MailUp , yanlış sınıflandırmaları belirlemek ve çözmek için milyarlarca kaydı analiz ederek markalara bu görevde yardımcı olur. MailUp, geri dönmeleri, abonelikten çıkmaları, yinelenen adresleri ve yanlış adresleri algılamak için sunuculardan tüm giden e-posta akışlarını kontrol eder.
⇗ "Önceden paketlenmiş" veritabanlarını satın almayın veya kiralamayın
Bu sadece kârsız değil, aynı zamanda verimsizdir.

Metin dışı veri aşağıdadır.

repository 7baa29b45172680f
pub mod left_edge;
pub mod ordering;
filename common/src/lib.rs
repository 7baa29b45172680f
pub mod db;
pub mod geom;
pub mod util;
use super::rect::Rect;
use rstar::{AABB, RTree};

/// Broad-phase index over rectangles. Envelopes are `f64` approximations,
/// so callers confirm candidates with an exact test.
pub struct SpatialIndex {
    tree: RTree<IndexedRect>,
}

struct IndexedRect {
    rect: Rect,
    id: usize,
}

impl rstar::RTreeObject for IndexedRect {
    type Envelope = AABB<[f64; 2]>;

    fn envelope(&self) -> Self::Envelope {
        let (min, max) = self.rect.corners_f64();
        AABB::from_corners(min, max)
    }
}

impl SpatialIndex {
    pub fn new() -> Self {
        Self { tree: RTree::new() }
    }

    pub fn insert(&mut self, rect: Rect, id: usize) {
        self.tree.insert(IndexedRect { rect, id });
    }

    /// Ids whose rectangle overlaps `rect` exactly.
    pub fn query_overlapping(&self, rect: Rect) -> Vec<usize> {
        let (min, max) = rect.corners_f64();
        self.tree
            .locate_in_envelope_intersecting(&AABB::from_corners(min, max))
            .filter(|item| item.rect.overlaps(&rect))
            .map(|item| item.id)
            .collect()
    }
}

impl Default for SpatialIndex {
    fn default() -> Self {
        Self::new()
    }
}

#[cfg(test)]
mod tests {
    use super::*;
    use crate::geom::point::Point;
    use rust_decimal_macros::dec;

    #[test]
    fn exact_query_drops_edge_contacts() {
        let mut index = SpatialIndex::new();
        index.insert(
            Rect::new(Point::new(dec!(0), dec!(0)), Point::new(dec!(2), dec!(1))),
            0,
        );
        index.insert(
            Rect::new(Point::new(dec!(0), dec!(1)), Point::new(dec!(2), dec!(2))),
            1,
        );

        // Envelope of the query touches rect 1 along y = 1.
        let lower = Rect::new(Point::new(dec!(1), dec!(0.5)), Point::new(dec!(3), dec!(1)));
        assert_eq!(index.query_overlapping(lower), vec![0]);
    }
}
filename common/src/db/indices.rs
use std::fmt::Debug;

macro_rules! define_index {
    ($name:ident) => {
        #[derive(Clone, Copy, PartialEq, Eq, Hash, PartialOrd, Ord)]
        #[repr(transparent)]
        pub struct $name(pub u32);

        impl $name {
            #[inline(always)]
            pub fn new(id: usize) -> Self {
                Self(id as u32)
            }
            #[inline(always)]
            pub fn index(&self) -> usize {
                self.0 as usize
            }
        }

        impl Debug for $name {
            fn fmt(&self, f: &mut std::fmt::Formatter<'_>) -> std::fmt::Result {
                write!(f, "{}({})", stringify!($name), self.0)
            }
        }
    };
}

// Position of a net in its `NetList`.
define_index!(NetId);
// Opening order of a gap; also its slot in the stack of tracks.
define_index!(GapId);
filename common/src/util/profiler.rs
use std::time::Instant;

/// Logs how long the enclosing scope ran when dropped.
pub struct ScopedTimer {
    name: &'static str,
    start: Instant,
}

impl ScopedTimer {
    pub fn new(name: &'static str) -> Self {
        log::debug!("{} started", name);
        Self {
            name,
            start: Instant::now(),
        }
    }
}

impl Drop for ScopedTimer {
    fn drop(&mut self) {
        log::info!(
            "{} took {:.3} ms",
            self.name,
            self.start.elapsed().as_secs_f64() * 1e3
        );
    }
}
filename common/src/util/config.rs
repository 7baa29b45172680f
use rust_decimal::Decimal;
use serde::Deserialize;
use std::fmt;
use std::str::FromStr;

#[derive(Debug, Deserialize)]
pub struct Config {
    #[serde(default)]
    pub generator: GeneratorConfig,
    #[serde(default)]
    pub channel: ChannelConfig,
    #[serde(default)]
    pub input: InputConfig,
    #[serde(default)]
    pub output: OutputConfig,
}

impl Default for Config {
    fn default() -> Self {
        Self {
            generator: GeneratorConfig::default(),
            channel: ChannelConfig::default(),
            input: InputConfig::default(),
            output: OutputConfig::default(),
        }
    }
}

/// Width distribution used by the synthetic net generator.
#[derive(Clone, Copy, Debug, PartialEq, Eq, Deserialize)]
#[serde(rename_all = "lowercase")]
pub enum Scenario {
    /// Mostly single-width nets.
    Single,
    /// A larger share of wide nets.
    Thick,
}

impl Scenario {
    /// `(width, probability)` pairs.
    pub fn width_distribution(&self) -> &'static [(u32, f64)] {
        match self {
            Scenario::Single => &[(1, 0.8), (2, 0.1), (3, 0.08), (4, 0.02)],
            Scenario::Thick => &[(1, 0.5), (2, 0.3), (3, 0.15), (4, 0.05)],
        }
    }
}

impl FromStr for Scenario {
    type Err = String;

    fn from_str(s: &str) -> Result<Self, Self::Err> {
        match s.to_ascii_lowercase().as_str() {
            "single" | "1" => Ok(Scenario::Single),
            "thick" | "2" => Ok(Scenario::Thick),
            _ => Err(format!("Invalid scenario '{}' (expected single or thick)", s)),
        }
    }
}

impl fmt::Display for Scenario {
    fn fmt(&self, f: &mut fmt::Formatter<'_>) -> fmt::Result {
        match self {
            Scenario::Single => f.write_str("single"),
            Scenario::Thick => f.write_str("thick"),
        }
    }
}

#[derive(Debug, Deserialize, Clone)]
pub struct GeneratorConfig {
    #[serde(default = "default_seed")]
    pub seed: u64,
    #[serde(default = "default_nets")]
    pub nets: usize,
    #[serde(default = "default_scenario")]
    pub scenario: Scenario,
}

impl Default for GeneratorConfig {
    fn default() -> Self {
        Self {
            seed: default_seed(),
            nets: default_nets(),
            scenario: default_scenario(),
        }
    }
}

#[derive(Debug, Deserialize, Clone)]
pub struct ChannelConfig {
    /// Track height. Absent means a single track of unlimited height.
    #[serde(default)]
    pub gap_width: Option<Decimal>,
    /// Vertical spacing between stacked tracks.
    #[serde(default = "default_gap_interval")]
    pub gap_interval: Decimal,
}

impl Default for ChannelConfig {
    fn default() -> Self {
        Self {
            gap_width: None,
            gap_interval: default_gap_interval(),
        }
    }
}

#[derive(Debug, Deserialize)]
pub struct InputConfig {
    #[serde(default = "default_nets_file")]
    pub nets_file: String,
}

impl Default for InputConfig {
    fn default() -> Self {
        Self {
            nets_file: default_nets_file(),
        }
    }
}

#[derive(Debug, Deserialize)]
pub struct OutputConfig {
    #[serde(default = "default_plot_file")]
    pub plot_file: String,
    #[serde(default = "default_plot_width")]
    pub plot_width: u32,
    #[serde(default = "default_plot_height")]
    pub plot_height: u32,
}

impl Default for OutputConfig {
    fn default() -> Self {
        Self {
            plot_file: default_plot_file(),
            plot_width: default_plot_width(),
            plot_height: default_plot_height(),
        }
    }
}

fn default_seed() -> u64 {
    0
}

fn default_nets() -> usize {
    100
}

fn default_scenario() -> Scenario {
    Scenario::Single
}

fn default_gap_interval() -> Decimal {
    Decimal::TEN
}

fn default_nets_file() -> String {
    "inputs/random.nets".to_string()
}

fn default_plot_file() -> String {
    "output/tracks.png".to_string()
}

fn default_plot_width() -> u32 {
    800
}

fn default_plot_height() -> u32 {
    1000
}
use std::fmt;

/// A 2D point. Field order makes the derived ordering lexicographic on `(x, y)`.
#[derive(Clone, Copy, Debug, Default, PartialEq, Eq, PartialOrd, Ord, Hash)]
pub struct Point<T> {
    pub x: T,
    pub y: T,
}

impl<T> Point<T> {
    pub fn new(x: T, y: T) -> Self {
        Self { x, y }
    }
}

impl<T: fmt::Display> fmt::Display for Point<T> {
    fn fmt(&self, f: &mut fmt::Formatter<'_>) -> fmt::Result {
        write!(f, "({}, {})", self.x, self.y)
    }
}

#[cfg(test)]
mod tests {
    use super::*;
    use rust_decimal_macros::dec;

    #[test]
    fn orders_by_x_then_y() {
        let mut pts = vec![
            Point::new(dec!(1), dec!(0)),
            Point::new(dec!(0), dec!(2)),
            Point::new(dec!(0), dec!(1)),
        ];
        pts.sort();
        assert_eq!(
            pts,
            vec![
                Point::new(dec!(0), dec!(1)),
                Point::new(dec!(0), dec!(2)),
                Point::new(dec!(1), dec!(0)),
            ]
        );
    }

    #[test]
    fn display() {
        assert_eq!(Point::new(dec!(1.5), dec!(0)).to_string(), "(1.5, 0)");
    }
}
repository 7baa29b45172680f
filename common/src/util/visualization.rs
use crate::db::gap::Gap;
use crate::db::netlist::NetList;
use crate::geom::rect::Rect;
use image::{Rgb, RgbImage};
use imageproc::drawing::{draw_filled_rect_mut, draw_hollow_rect_mut, draw_line_segment_mut};
use imageproc::rect::Rect as ImageRect;
use rust_decimal::Decimal;
use rust_decimal::prelude::ToPrimitive;
use std::path::Path;

const BACKGROUND: Rgb<u8> = Rgb([255, 255, 255]);
const NET_FILL: Rgb<u8> = Rgb([40, 70, 220]);
const NET_EDGE: Rgb<u8> = Rgb([0, 0, 0]);
const GAP_FILL: Rgb<u8> = Rgb([211, 211, 211]);
const ZONE: Rgb<u8> = Rgb([220, 30, 30]);
const SEPARATOR: Rgb<u8> = Rgb([120, 120, 120]);

/// World window of one panel mapped onto a pixel band of the image.
struct Panel {
    min_x: f64,
    max_x: f64,
    min_y: f64,
    max_y: f64,
    top: u32,
    width: u32,
    height: u32,
}

impl Panel {
    fn map(&self, x: f64, y: f64) -> (f64, f64) {
        let sx = self.width as f64 / (self.max_x - self.min_x).max(f64::EPSILON);
        let sy = self.height as f64 / (self.max_y - self.min_y).max(f64::EPSILON);
        (
            (x - self.min_x) * sx,
            self.top as f64 + self.height as f64 - (y - self.min_y) * sy,
        )
    }

    fn fill(&self, img: &mut RgbImage, rect: &Rect, color: Rgb<u8>, outline: bool) {
        let ([x0, y0], [x1, y1]) = rect.corners_f64();
        let (px0, py_bot) = self.map(x0, y0);
        let (px1, py_top) = self.map(x1, y1);
        let w = (px1 - px0).max(1.0) as u32;
        let h = (py_bot - py_top).max(1.0) as u32;
        let r = ImageRect::at(px0 as i32, py_top as i32).of_size(w, h);
        draw_filled_rect_mut(img, r, color);
        if outline {
            draw_hollow_rect_mut(img, r, NET_EDGE);
        }
    }

    fn vline(&self, img: &mut RgbImage, x: f64, color: Rgb<u8>, thickness: i32) {
        let (px, _) = self.map(x, self.min_y);
        let (top, bottom) = (self.top as f32, (self.top + self.height) as f32);
        for dx in -(thickness / 2)..=(thickness / 2) {
            let x = px as f32 + dx as f32;
            draw_line_segment_mut(img, (x, top), (x, bottom), color);
        }
    }
}

fn f(d: Decimal) -> f64 {
    d.to_f64().unwrap_or(0.0)
}

fn save(img: &RgbImage, filename: &str) {
    if let Err(e) = img.save(Path::new(filename)) {
        log::warn!("Failed to write {}: {}", filename, e);
    }
}

/// Two stacked panels, one packing each, for the unlimited single-track case.
/// Red lines mark the peak-density zones of each gap's nets.
pub fn draw_single_gap(left_edge: &Gap, proposal: &Gap, filename: &str, width: u32, height: u32) {
    let mut img = RgbImage::from_pixel(width, height, BACKGROUND);
    let panel_h = (height / 2).max(1);
    let max_y = f(left_edge.used_height().max(proposal.used_height())).max(1.0);
    let margin = 0.01;

    for (i, gap) in [left_edge, proposal].into_iter().enumerate() {
        let (Some(&first), Some(&last)) = (gap.x_coords().first(), gap.x_coords().last()) else {
            continue;
        };
        let panel = Panel {
            min_x: f(first) - margin,
            max_x: f(last) + margin,
            min_y: 0.0,
            max_y,
            top: i as u32 * panel_h,
            width,
            height: panel_h,
        };

        for a in gap.net2assignment().values() {
            panel.fill(&mut img, &a.rect(), NET_FILL, true);
        }

        let nets: NetList = gap.nets().cloned().collect();
        for (start, end) in nets.max_density_zones() {
            panel.vline(&mut img, f(start), ZONE, 3);
            panel.vline(&mut img, f(end), ZONE, 3);
        }
    }

    draw_line_segment_mut(
        &mut img,
        (0.0, panel_h as f32),
        (width as f32, panel_h as f32),
        SEPARATOR,
    );
    save(&img, filename);
}

/// Two panels showing every gap as a grey band at its base height with the
/// nets it holds drawn on top.
pub fn draw_multiple_gaps(
    left_edge: &[Gap],
    proposal: &[Gap],
    filename: &str,
    width: u32,
    height: u32,
) {
    let mut img = RgbImage::from_pixel(width, height, BACKGROUND);
    let panel_h = (height / 2).max(1);

    let bands = if left_edge.len() > proposal.len() {
        left_edge
    } else {
        proposal
    };
    let band_height = |g: &Gap| g.width().unwrap_or_else(|| g.used_height());

    let xs = left_edge.iter().chain(proposal).flat_map(|g| g.x_coords());
    let (min_x, max_x) = xs.fold((f64::INFINITY, f64::NEG_INFINITY), |(lo, hi), &x| {
        (lo.min(f(x)), hi.max(f(x)))
    });
    if !min_x.is_finite() {
        log::warn!("No gaps to draw, skipping {}", filename);
        return;
    }
    let min_y = bands
        .iter()
        .map(|g| f(g.base_height()))
        .fold(f64::INFINITY, f64::min);
    let max_y = bands
        .iter()
        .map(|g| f(g.base_height() + band_height(g)))
        .fold(f64::NEG_INFINITY, f64::max)
        + 10.0;

    for (i, gaps) in [left_edge, proposal].into_iter().enumerate() {
        let panel = Panel {
            min_x,
            max_x,
            min_y,
            max_y,
            top: i as u32 * panel_h,
            width,
            height: panel_h,
        };

        for g in bands {
            let (_, py_bot) = panel.map(min_x, f(g.base_height()));
            let (_, py_top) = panel.map(min_x, f(g.base_height() + band_height(g)));
            let h = (py_bot - py_top).max(1.0) as u32;
            draw_filled_rect_mut(
                &mut img,
                ImageRect::at(0, py_top as i32).of_size(width.max(1), h),
                GAP_FILL,
            );
        }

        for g in gaps {
            for a in g.net2assignment().values() {
                panel.fill(&mut img, &g.placed_rect(a), NET_FILL, false);
            }
        }
    }

    draw_line_segment_mut(
        &mut img,
        (0.0, panel_h as f32),
        (width as f32, panel_h as f32),
        SEPARATOR,
    );
    save(&img, filename);
}
use super::ordering::NetOrdering;
use crate::error::RouteError;
use chanroute_common::db::gap::Gap;
use chanroute_common::db::indices::{GapId, NetId};
use chanroute_common::db::netlist::NetList;
use chanroute_common::util::config::ChannelConfig;
use rust_decimal::Decimal;

/// Classic left-edge packing: nets visited by ascending left edge.
pub fn left_edge(netlist: &NetList, config: &ChannelConfig) -> Result<Vec<Gap>, RouteError> {
    pack(netlist, config, NetOrdering::LeftEdge)
}

/// Packs every net of `netlist` into a stack of gaps.
///
/// The pool is sorted once by `ordering`. Each new gap is built over the nets
/// still in the pool, then swept repeatedly: a pass walks the pool and assigns
/// every net that starts strictly right of the last one placed in that pass
/// and still fits. Placed nets leave the pool after the pass. A pass that
/// places nothing closes the gap.
pub fn pack(
    netlist: &NetList,
    config: &ChannelConfig,
    ordering: NetOrdering,
) -> Result<Vec<Gap>, RouteError> {
    if let Some(width) = config.gap_width
        && width <= Decimal::ZERO
    {
        return Err(RouteError::InvalidCapacity(width));
    }

    let mut pool: Vec<NetId> = netlist.ids().collect();
    ordering.sort(netlist, &mut pool);

    let mut gaps = Vec::new();
    while !pool.is_empty() {
        let id = GapId::new(gaps.len());
        let mut gap = Gap::new(pool.iter().map(|&n| netlist[n].as_ref()), config.gap_width)
            .with_id(id)
            .with_base_height(base_height(id, config));

        let mut passes = 0usize;
        loop {
            let placed = sweep_pass(netlist, &pool, &mut gap)?;
            if placed.iter().all(|&p| !p) {
                break;
            }
            passes += 1;

            pool = unplaced(&pool, &placed);
            if pool.is_empty() {
                break;
            }
        }

        if gap.is_empty() {
            // Nothing fits an empty gap, so no later gap would take it either.
            let net = &netlist[pool[0]];
            return Err(RouteError::NetExceedsCapacity {
                net: net.name().to_string(),
                width: net.width(),
                capacity: config.gap_width.unwrap_or(Decimal::ZERO),
            });
        }

        log::debug!(
            "{}: gap {} took {} nets in {} passes, height {}",
            ordering,
            id.index(),
            gap.len(),
            passes,
            gap.used_height()
        );
        gaps.push(gap);
    }

    log::info!(
        "{}: packed {} nets into {} gaps",
        ordering,
        netlist.len(),
        gaps.len()
    );
    Ok(gaps)
}

/// One left-to-right walk over `pool`; the result marks which entries were placed.
fn sweep_pass(netlist: &NetList, pool: &[NetId], gap: &mut Gap) -> Result<Vec<bool>, RouteError> {
    let mut scan: Option<Decimal> = None;
    let mut placed = vec![false; pool.len()];

    for (slot, &id) in pool.iter().enumerate() {
        let net = &netlist[id];
        if scan.is_some_and(|x| net.minx() <= x) || !gap.is_assignable(net) {
            continue;
        }
        gap.assign(net)?;
        scan = Some(net.maxx());
        placed[slot] = true;
    }
    Ok(placed)
}

/// Entries of `pool` not marked in `placed`, in pool order.
fn unplaced(pool: &[NetId], placed: &[bool]) -> Vec<NetId> {
    pool.iter()
        .zip(placed)
        .filter(|&(_, &p)| !p)
        .map(|(&id, _)| id)
        .collect()
}

/// Bottom of gap `id` in the stacked layout: one interval below every gap.
pub fn base_height(id: GapId, config: &ChannelConfig) -> Decimal {
    match config.gap_width {
        None => Decimal::ZERO,
        Some(width) => {
            let i = Decimal::from(id.index());
            (i + Decimal::ONE) * config.gap_interval + i * width
        }
    }
}
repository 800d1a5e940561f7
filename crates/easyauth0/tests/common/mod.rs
//! Shared fixtures: a wiremock tenant and HS256 token minting.

#![allow(dead_code)]

use std::sync::atomic::{AtomicU64, Ordering};

use base64::{Engine, engine::general_purpose::STANDARD};
use easyauth0::{Auth0Config, BasicAuthHelper};
use jsonwebtoken::{Algorithm, EncodingKey, Header, encode, get_current_timestamp};
use serde_json::json;
use wiremock::matchers::{body_partial_json, body_string_contains, header, method, path};
use wiremock::{Mock, MockServer, ResponseTemplate};

pub const DOMAIN: &str = "tenant.example.com";
pub const ISSUER: &str = "https://tenant.example.com/";
pub const CLIENT_ID: &str = "test-client";
pub const CLIENT_SECRET: &str = "test-client-secret";
pub const CONNECTION: &str = "Username-Password-Authentication";

static NONCE: AtomicU64 = AtomicU64::new(0);

pub fn config_for(server: &MockServer) -> Auth0Config {
    Auth0Config::new(DOMAIN, CLIENT_ID, CLIENT_SECRET, CONNECTION)
        .with_api_base_url(server.uri().parse().expect("mock server uri"))
}

pub fn helper_for(server: &MockServer) -> BasicAuthHelper {
    BasicAuthHelper::new(config_for(server)).expect("helper")
}

/// Mints a fresh ID token for `email`; every call yields a distinct token.
pub fn mint_id_token(email: &str) -> String {
    mint_token(email, CLIENT_SECRET, ISSUER)
}

pub fn mint_token(email: &str, secret: &str, issuer: &str) -> String {
    let claims = json!({
        "iss": issuer,
        "sub": format!("auth0|{email}"),
        "aud": CLIENT_ID,
        "email": email,
        "exp": get_current_timestamp() + 3600,
        "nonce": NONCE.fetch_add(1, Ordering::SeqCst),
    });
    encode(
        &Header::new(Algorithm::HS256),
        &claims,
        &EncodingKey::from_secret(secret.as_bytes()),
    )
    .expect("encode token")
}

pub fn basic_header(user: &str, password: &str) -> String {
    format!("Basic {}", STANDARD.encode(format!("{user}:{password}")))
}

pub fn bearer_header(token: &str) -> String {
    format!("Bearer {token}")
}

/// Accepts `username`/`password` on the password-realm grant, returning
/// `id_token` and `refresh_token` with an opaque access token `opaque_token`.
pub async fn mount_login(
    server: &MockServer,
    username: &str,
    password: &str,
    opaque_token: &str,
    id_token: &str,
    refresh_token: &str,
) {
    login_mock(username, password, opaque_token, id_token, refresh_token)
        .mount(server)
        .await;
}

pub fn login_mock(
    username: &str,
    password: &str,
    opaque_token: &str,
    id_token: &str,
    refresh_token: &str,
) -> Mock {
    Mock::given(method("POST"))
        .and(path("/oauth/token"))
        .and(body_partial_json(json!({
            "grant_type": "http://auth0.com/oauth/grant-type/password-realm",
            "username": username,
            "password": password,
            "realm": CONNECTION,
            "client_id": CLIENT_ID,
            "scope": "openid offline_access",
        })))
        .respond_with(ResponseTemplate::new(200).set_body_json(json!({
            "access_token": opaque_token,
            "id_token": id_token,
            "refresh_token": refresh_token,
            "expires_in": 86400,
            "token_type": "Bearer",
            "scope": "openid offline_access",
        })))
}

pub async fn mount_userinfo(server: &MockServer, opaque_token: &str, email: &str, name: &str) {
    Mock::given(method("GET"))
        .and(path("/userinfo"))
        .and(header("authorization", bearer_header(opaque_token).as_str()))
        .respond_with(ResponseTemplate::new(200).set_body_json(json!({
            "sub": format!("auth0|{email}"),
            "email": email,
            "nickname": name.to_lowercase(),
            "name": name,
        })))
        .mount(server)
        .await;
}

/// Answers a refresh of `refresh_token` with a new `id_token`.
pub async fn mount_refresh(server: &MockServer, refresh_token: &str, id_token: &str) {
    Mock::given(method("POST"))
        .and(path("/oauth/token"))
        .and(body_string_contains("grant_type=refresh_token"))
        .and(body_string_contains(format!("refresh_token={refresh_token}")))
        .and(body_string_contains(format!("client_id={CLIENT_ID}")))
        .and(body_string_contains("scope=openid"))
        .respond_with(ResponseTemplate::new(200).set_body_json(json!({
            "access_token": "opaque-refreshed",
            "id_token": id_token,
            "expires_in": 7200,
            "token_type": "Bearer",
            "scope": "openid",
        })))
        .mount(server)
        .await;
}
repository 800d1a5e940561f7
//! ID token verification.
//!
//! Tokens are HS256 JWTs signed with the application's client secret and
//! issued by `https://<tenant>/`. Only signature, issuer and time claims are
//! checked; the audience is not.

use jsonwebtoken::{Algorithm, DecodingKey, Validation, decode};
use serde::{Deserialize, Serialize};

/// Errors that can occur while verifying a token.
#[derive(Debug, thiserror::Error)]
pub enum VerifyError {
    /// The token has expired.
    #[error("Token expired")]
    Expired,

    /// The token signature does not match the client secret.
    #[error("Invalid signature")]
    InvalidSignature,

    /// The token claims are invalid (issuer mismatch, missing claim, ...).
    #[error("Invalid claims: {message}")]
    InvalidClaims {
        /// Description of why claims are invalid.
        message: String,
    },

    /// The token is not a well-formed JWT.
    #[error("Malformed token: {message}")]
    Malformed {
        /// Description of the decoding error.
        message: String,
    },
}

impl From<jsonwebtoken::errors::Error> for VerifyError {
    fn from(err: jsonwebtoken::errors::Error) -> Self {
        use jsonwebtoken::errors::ErrorKind;

        match err.kind() {
            ErrorKind::ExpiredSignature => Self::Expired,
            ErrorKind::InvalidSignature => Self::InvalidSignature,
            ErrorKind::InvalidIssuer
            | ErrorKind::InvalidAudience
            | ErrorKind::InvalidSubject
            | ErrorKind::ImmatureSignature
            | ErrorKind::MissingRequiredClaim(_) => Self::InvalidClaims {
                message: err.to_string(),
            },
            _ => Self::Malformed {
                message: err.to_string(),
            },
        }
    }
}

/// Claims read from a verified ID token.
#[derive(Debug, Clone, Serialize, Deserialize)]
pub struct IdTokenClaims {
    pub iss: String,
    #[serde(default, skip_serializing_if = "Option::is_none")]
    pub sub: Option<String>,
    #[serde(default, skip_serializing_if = "Option::is_none")]
    pub email: Option<String>,
    pub exp: u64,
}

/// HS256 verifier bound to one tenant issuer and client secret.
pub struct TokenVerifier {
    decoding_key: DecodingKey,
    validation: Validation,
    issuer: String,
}

impl TokenVerifier {
    /// Creates a verifier for tokens issued by `issuer` and signed with
    /// `secret`, tolerating `leeway` seconds of clock skew.
    #[must_use]
    pub fn new(secret: &str, issuer: impl Into<String>, leeway: u64) -> Self {
        let issuer = issuer.into();
        let mut validation = Validation::new(Algorithm::HS256);
        validation.set_issuer(&[issuer.as_str()]);
        validation.validate_aud = false;
        validation.leeway = leeway;

        Self {
            decoding_key: DecodingKey::from_secret(secret.as_bytes()),
            validation,
            issuer,
        }
    }

    /// Expected `iss` claim.
    #[must_use]
    pub fn issuer(&self) -> &str {
        &self.issuer
    }

    /// Verifies signature, issuer and expiry of `token`.
    ///
    /// # Errors
    ///
    /// Returns a [`VerifyError`] describing the first failed check.
    pub fn verify(&self, token: &str) -> Result<IdTokenClaims, VerifyError> {
        decode::<IdTokenClaims>(token, &self.decoding_key, &self.validation)
            .map(|data| data.claims)
            .map_err(VerifyError::from)
    }
}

Bir veritabanındaki kişilerin sayısı fark yaratmaz, kişilerin kalitesi fark yaratır.
Herhangi bir e-posta pazarlama etkinliğinin başlangıç noktası , alıcının izniyle alınan e-posta adreslerinin toplanmasıdır. Bu koleksiyonu sistematik ve çok kanallı hale getirmek için bazı araçlar :
- Facebook Uygulaması
- yeşim taşı
- Çok kanallı abonelik açılır pencereleri
- Özelleştirilebilir formlar
6. Abonelikten çıkma oranı
Abonelik eğilimlerini takip etmek önemlidir, ancak kaç kullanıcının abonelikten çıktığını bilmek de aynı derecede önemlidir . Sağlıklı bir abonelikten çıkma oranı düşük seviyelerde, %2'nin altında kalmalı ve abonelikten çıkan kullanıcı sayısı her zaman yeni kullanıcı sayısından daha düşük olmalıdır.
Bunu hesaplamak için formül
(Abone olmayan kullanıcı/gönderilen e-posta sayısı) * 100
Bunu geliştirmek için eylemler
⇗ Abonelikten çıkmayı erişilebilir ve hızlı hale getirin
Abonelikten çıkma sürecini engellemek (az ya da çok gönüllü olarak) ters etki yapar . Bir haber bülteninden hızlı bir şekilde çıkamayan bir kişi ne yapmak zorunda kalır? Markayı bir bütün olarak dezavantajlı hale getirerek spam düğmesini kullanmak zorunda kalacak.
Litmus ve Fluent'in ortak araştırması, e-postayı spam olarak işaretleyen alıcıların %50'sinin abonelikten çıkmak için net bir yol bulamadıkları için bunu yapmaya zorlandığını tespit eden bu dinamiği teyit ediyor.
Bu nedenle, gönderdiğiniz her e-postanın net , görülmesi kolay ve kullanıcıları eşit derecede net ve işlevsel bir sayfaya getiren bir abonelikten çıkma bağlantısına sahip olması önemlidir.
Abonelikten Çıkma Etkisi: Kullanıcıları Abonelikten Çık Düğmesine Bastıran Nedir?
⇗ Yeniden katılım stratejisi geliştirin
Return Path tarafından yürütülen bir araştırma, her veritabanının ortalama olarak toplam abonelerin %25'ine eşit veya daha fazla etkin olmayan müşteri yüzdesine sahip olduğunu tahmin ediyor. Bu kesinlikle yüksek bir sayıdır, ancak özellikle veritabanına zaten abone olan bir kişiyi kurtarmanın yeni bir tane edinmekten çok daha az maliyetli olduğunu düşünürsek, yararlanmaya değer büyük bir dönüşüm potansiyeline sahiptir.
Etkin olmayan kullanıcılarla olan bir ilişkiyi nasıl kurtarabilirsiniz ? Belirli yeniden etkileşim e-posta kampanyaları ile .
Etkin Olmayan Müşterilerle Yeniden Etkileşime Geçmek için SMS Mesajları Nasıl Kullanılır?
E-posta pazarlama KPI'ları: özetleyin
E-posta kanalının KPI'ları arasındaki bu yolculukta, teoriyi pratik fikir ve araçlarla değiştirdik , bunların hepsi elbette MailUp platformunda mevcut .
Bu nedenle son önerimiz, henüz yapmadıysanız, 30 günlük ücretsiz deneme talebinde bulunarak denemenizdir. Gerçekten etkili bir e-posta pazarlama planı geliştirmek ve ince ayar yapmak için gereken tüm araçları bulacaksınız.